Records contained in a dataset:
Start of Block

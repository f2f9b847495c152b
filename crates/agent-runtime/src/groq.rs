//! Groq LLM Provider
//!
//! Implementation of `LlmProvider` over Groq's OpenAI-compatible chat API.

use agent_core::{
    error::{AgentError, Result},
    message::{Message, Role},
    provider::{
        Completion, FinishReason, GenerationOptions, LlmProvider, ModelInfo, TokenUsage,
    },
};
use async_trait::async_trait;
use reqwest::{Client, StatusCode};
use serde::{Deserialize, Serialize};

pub const DEFAULT_BASE_URL: &str = "https://api.groq.com/openai/v1";

/// Groq provider configuration
#[derive(Clone, Debug)]
pub struct GroqConfig {
    pub api_key: String,

    /// API root, without trailing `/chat/completions`
    pub base_url: String,
}

impl GroqConfig {
    pub fn new(api_key: impl Into<String>) -> Self {
        Self {
            api_key: api_key.into(),
            base_url: DEFAULT_BASE_URL.into(),
        }
    }

    #[must_use]
    pub fn with_base_url(mut self, base_url: impl Into<String>) -> Self {
        self.base_url = base_url.into();
        self
    }
}

#[derive(Serialize)]
struct WireMessage<'a> {
    role: &'static str,
    content: &'a str,
}

#[derive(Serialize)]
struct ChatCompletionRequest<'a> {
    model: &'a str,
    messages: Vec<WireMessage<'a>>,
    temperature: f32,
    max_tokens: u32,
    top_p: f32,
    #[serde(skip_serializing_if = "<[String]>::is_empty")]
    stop: &'a [String],
}

#[derive(Deserialize)]
struct ChatCompletionResponse {
    #[serde(default)]
    model: Option<String>,
    choices: Vec<Choice>,
    #[serde(default)]
    usage: Option<WireUsage>,
}

#[derive(Deserialize)]
struct Choice {
    message: ChoiceMessage,
    #[serde(default)]
    finish_reason: Option<String>,
}

#[derive(Deserialize)]
struct ChoiceMessage {
    #[serde(default)]
    content: Option<String>,
}

#[derive(Deserialize)]
struct WireUsage {
    prompt_tokens: u32,
    completion_tokens: u32,
    total_tokens: u32,
}

#[derive(Deserialize)]
struct ModelsResponse {
    data: Vec<WireModel>,
}

#[derive(Deserialize)]
struct WireModel {
    id: String,
    #[serde(default)]
    context_window: Option<u32>,
}

/// Groq LLM provider
pub struct GroqProvider {
    client: Client,
    config: GroqConfig,
}

impl GroqProvider {
    pub fn new(config: GroqConfig) -> Result<Self> {
        let client = Client::builder()
            .build()
            .map_err(|e| AgentError::Config(format!("HTTP client: {e}")))?;

        Ok(Self { client, config })
    }

    fn url(&self, path: &str) -> String {
        format!("{}/{path}", self.config.base_url.trim_end_matches('/'))
    }

    /// Convert agent messages to the OpenAI wire format
    fn convert_messages(messages: &[Message]) -> Vec<WireMessage<'_>> {
        messages
            .iter()
            .map(|m| WireMessage {
                role: match m.role {
                    Role::System => "system",
                    Role::Assistant => "assistant",
                    // Tool output is plain-text context for the next turn
                    Role::User | Role::Tool => "user",
                },
                content: &m.content,
            })
            .collect()
    }

    fn convert_finish_reason(reason: &str) -> FinishReason {
        match reason {
            "stop" => FinishReason::Stop,
            "length" => FinishReason::Length,
            "tool_calls" | "function_call" => FinishReason::ToolUse,
            "content_filter" => FinishReason::ContentFilter,
            _ => FinishReason::Error,
        }
    }

    /// Map a non-success HTTP status to an agent error
    fn status_error(status: StatusCode, body: &str) -> AgentError {
        let detail = format!("{status}: {body}");
        match status {
            StatusCode::UNAUTHORIZED | StatusCode::FORBIDDEN => AgentError::Auth(detail),
            StatusCode::TOO_MANY_REQUESTS => AgentError::RateLimited(detail),
            s if s.is_server_error() => AgentError::ProviderUnavailable(detail),
            _ => AgentError::Provider(detail),
        }
    }

    async fn check(response: reqwest::Response) -> Result<reqwest::Response> {
        let status = response.status();
        if status.is_success() {
            return Ok(response);
        }
        let body = response.text().await.unwrap_or_default();
        Err(Self::status_error(status, &body))
    }
}

#[async_trait]
impl LlmProvider for GroqProvider {
    async fn health_check(&self) -> Result<bool> {
        match self.list_models().await {
            Ok(_) => Ok(true),
            Err(e) => {
                tracing::warn!("Groq health check failed: {}", e);
                Ok(false)
            }
        }
    }

    async fn complete(
        &self,
        messages: &[Message],
        options: &GenerationOptions,
    ) -> Result<Completion> {
        let request = ChatCompletionRequest {
            model: &options.model,
            messages: Self::convert_messages(messages),
            temperature: options.temperature,
            max_tokens: options.max_tokens,
            top_p: options.top_p,
            stop: &options.stop_sequences,
        };

        tracing::debug!(model = %options.model, messages = messages.len(), "Groq completion");

        let response = self
            .client
            .post(self.url("chat/completions"))
            .bearer_auth(&self.config.api_key)
            .json(&request)
            .send()
            .await
            .map_err(|e| AgentError::ProviderUnavailable(e.to_string()))?;

        let body: ChatCompletionResponse = Self::check(response)
            .await?
            .json()
            .await
            .map_err(|e| AgentError::Parse(e.to_string()))?;

        let choice = body
            .choices
            .into_iter()
            .next()
            .ok_or_else(|| AgentError::Parse("response contained no choices".into()))?;

        let finish_reason = choice.finish_reason.as_deref().map(Self::convert_finish_reason);

        Ok(Completion {
            content: choice.message.content.unwrap_or_default(),
            model: body.model.unwrap_or_else(|| options.model.clone()),
            usage: body.usage.map(|u| TokenUsage {
                prompt_tokens: u.prompt_tokens,
                completion_tokens: u.completion_tokens,
                total_tokens: u.total_tokens,
            }),
            truncated: finish_reason == Some(FinishReason::Length),
            finish_reason,
        })
    }

    async fn list_models(&self) -> Result<Vec<ModelInfo>> {
        let response = self
            .client
            .get(self.url("models"))
            .bearer_auth(&self.config.api_key)
            .send()
            .await
            .map_err(|e| AgentError::ProviderUnavailable(e.to_string()))?;

        let body: ModelsResponse = Self::check(response)
            .await?
            .json()
            .await
            .map_err(|e| AgentError::Parse(e.to_string()))?;

        Ok(body
            .data
            .into_iter()
            .map(|m| ModelInfo {
                id: m.id,
                context_length: m.context_window,
            })
            .collect())
    }
}

#[cfg(test)]
mod tests {
    use super::*;
    use serde_json::json;
    use wiremock::matchers::{body_partial_json, header, method, path};
    use wiremock::{Mock, MockServer, ResponseTemplate};

    fn provider(server: &MockServer) -> GroqProvider {
        GroqProvider::new(GroqConfig::new("gsk_test").with_base_url(server.uri())).unwrap()
    }

    fn options(model: &str) -> GenerationOptions {
        GenerationOptions {
            model: model.into(),
            ..Default::default()
        }
    }

    #[test]
    fn test_config_defaults() {
        let config = GroqConfig::new("key");
        assert_eq!(config.base_url, "https://api.groq.com/openai/v1");
    }

    #[test]
    fn test_message_conversion() {
        let messages = vec![
            Message::system("You are helpful."),
            Message::user("Hello"),
            Message::assistant("Hi"),
            Message::tool("[]", "search", None),
        ];

        let converted = GroqProvider::convert_messages(&messages);
        let roles: Vec<&str> = converted.iter().map(|m| m.role).collect();
        assert_eq!(roles, vec!["system", "user", "assistant", "user"]);
    }

    #[tokio::test]
    async fn test_complete() {
        let server = MockServer::start().await;
        Mock::given(method("POST"))
            .and(path("/chat/completions"))
            .and(header("authorization", "Bearer gsk_test"))
            .and(body_partial_json(json!({
                "model": "gemma2-9b-it",
                "messages": [{"role": "user", "content": "What is 2+2?"}]
            })))
            .respond_with(ResponseTemplate::new(200).set_body_json(json!({
                "model": "gemma2-9b-it",
                "choices": [{"message": {"role": "assistant", "content": "4"}, "finish_reason": "stop"}],
                "usage": {"prompt_tokens": 10, "completion_tokens": 1, "total_tokens": 11}
            })))
            .expect(1)
            .mount(&server)
            .await;

        let completion = provider(&server)
            .complete(&[Message::user("What is 2+2?")], &options("gemma2-9b-it"))
            .await
            .unwrap();

        assert_eq!(completion.content, "4");
        assert_eq!(completion.finish_reason, Some(FinishReason::Stop));
        assert_eq!(completion.usage.unwrap().total_tokens, 11);
        assert!(!completion.truncated);
    }

    #[tokio::test]
    async fn test_status_mapping() {
        let server = MockServer::start().await;
        Mock::given(method("POST"))
            .and(path("/chat/completions"))
            .respond_with(ResponseTemplate::new(401).set_body_string("invalid api key"))
            .mount(&server)
            .await;

        let err = provider(&server)
            .complete(&[Message::user("hi")], &options("gemma2-9b-it"))
            .await
            .unwrap_err();
        assert!(matches!(err, AgentError::Auth(_)));

        assert!(matches!(
            GroqProvider::status_error(StatusCode::TOO_MANY_REQUESTS, ""),
            AgentError::RateLimited(_)
        ));
        assert!(matches!(
            GroqProvider::status_error(StatusCode::BAD_GATEWAY, ""),
            AgentError::ProviderUnavailable(_)
        ));
        assert!(matches!(
            GroqProvider::status_error(StatusCode::BAD_REQUEST, ""),
            AgentError::Provider(_)
        ));
    }

    #[tokio::test]
    async fn test_empty_choices_is_parse_error() {
        let server = MockServer::start().await;
        Mock::given(method("POST"))
            .and(path("/chat/completions"))
            .respond_with(ResponseTemplate::new(200).set_body_json(json!({"choices": []})))
            .mount(&server)
            .await;

        let err = provider(&server)
            .complete(&[Message::user("hi")], &options("gemma2-9b-it"))
            .await
            .unwrap_err();
        assert!(matches!(err, AgentError::Parse(_)));
    }

    #[tokio::test]
    async fn test_health_check_and_models() {
        let server = MockServer::start().await;
        Mock::given(method("GET"))
            .and(path("/models"))
            .respond_with(ResponseTemplate::new(200).set_body_json(json!({
                "data": [{"id": "llama-3.3-70b-versatile", "context_window": 131_072}]
            })))
            .mount(&server)
            .await;

        let provider = provider(&server);
        assert!(provider.health_check().await.unwrap());

        let models = provider.list_models().await.unwrap();
        assert_eq!(models[0].id, "llama-3.3-70b-versatile");
        assert_eq!(models[0].context_length, Some(131_072));
    }

    #[tokio::test]
    async fn test_health_check_unreachable() {
        let server = MockServer::start().await;
        Mock::given(method("GET"))
            .and(path("/models"))
            .respond_with(ResponseTemplate::new(503))
            .mount(&server)
            .await;

        assert!(!provider(&server).health_check().await.unwrap());
    }
}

End of Block

Task brief → For this exercise, gather every line of the data that contains the word "TokenUsage".

Final answer →
        Completion, FinishReason, GenerationOptions, LlmProvider, ModelInfo, TokenUsage,
            usage: body.usage.map(|u| TokenUsage {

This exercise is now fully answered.